**Exercise details:**
Copy out every line of the listing in which "async" appears.

□ □ □ □ □ □ □

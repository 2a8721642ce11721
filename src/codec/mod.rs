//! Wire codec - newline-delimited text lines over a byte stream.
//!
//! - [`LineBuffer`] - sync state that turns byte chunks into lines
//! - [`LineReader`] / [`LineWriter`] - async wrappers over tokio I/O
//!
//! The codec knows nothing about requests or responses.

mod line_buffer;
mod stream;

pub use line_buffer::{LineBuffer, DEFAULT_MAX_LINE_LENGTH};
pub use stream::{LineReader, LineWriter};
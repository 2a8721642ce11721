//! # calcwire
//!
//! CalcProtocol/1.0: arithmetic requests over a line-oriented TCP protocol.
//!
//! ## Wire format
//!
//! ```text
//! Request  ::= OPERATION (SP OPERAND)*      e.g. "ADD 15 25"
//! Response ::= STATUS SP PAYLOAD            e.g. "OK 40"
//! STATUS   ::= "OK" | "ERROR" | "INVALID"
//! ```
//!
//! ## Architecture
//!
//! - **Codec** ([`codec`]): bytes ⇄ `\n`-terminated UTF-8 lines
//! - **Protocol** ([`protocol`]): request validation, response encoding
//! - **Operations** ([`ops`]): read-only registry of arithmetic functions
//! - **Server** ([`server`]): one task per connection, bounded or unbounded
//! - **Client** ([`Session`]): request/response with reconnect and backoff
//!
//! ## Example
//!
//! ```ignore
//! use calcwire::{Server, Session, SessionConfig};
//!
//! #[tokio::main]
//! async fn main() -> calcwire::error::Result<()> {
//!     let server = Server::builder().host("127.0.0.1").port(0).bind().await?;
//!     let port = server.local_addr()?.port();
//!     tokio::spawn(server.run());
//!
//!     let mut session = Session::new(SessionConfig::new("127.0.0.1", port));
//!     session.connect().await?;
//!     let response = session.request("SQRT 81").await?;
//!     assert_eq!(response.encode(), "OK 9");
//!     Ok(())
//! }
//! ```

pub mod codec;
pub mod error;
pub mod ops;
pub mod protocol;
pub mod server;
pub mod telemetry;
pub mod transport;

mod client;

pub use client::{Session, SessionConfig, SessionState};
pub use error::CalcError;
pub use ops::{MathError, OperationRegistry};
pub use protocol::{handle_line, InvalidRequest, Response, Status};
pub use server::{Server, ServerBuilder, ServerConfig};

□ □ □ □ □ □ □

**Task answer:**
//! - [`LineReader`] / [`LineWriter`] - async wrappers over tokio I/O
//! async fn main() -> calcwire::error::Result<()> {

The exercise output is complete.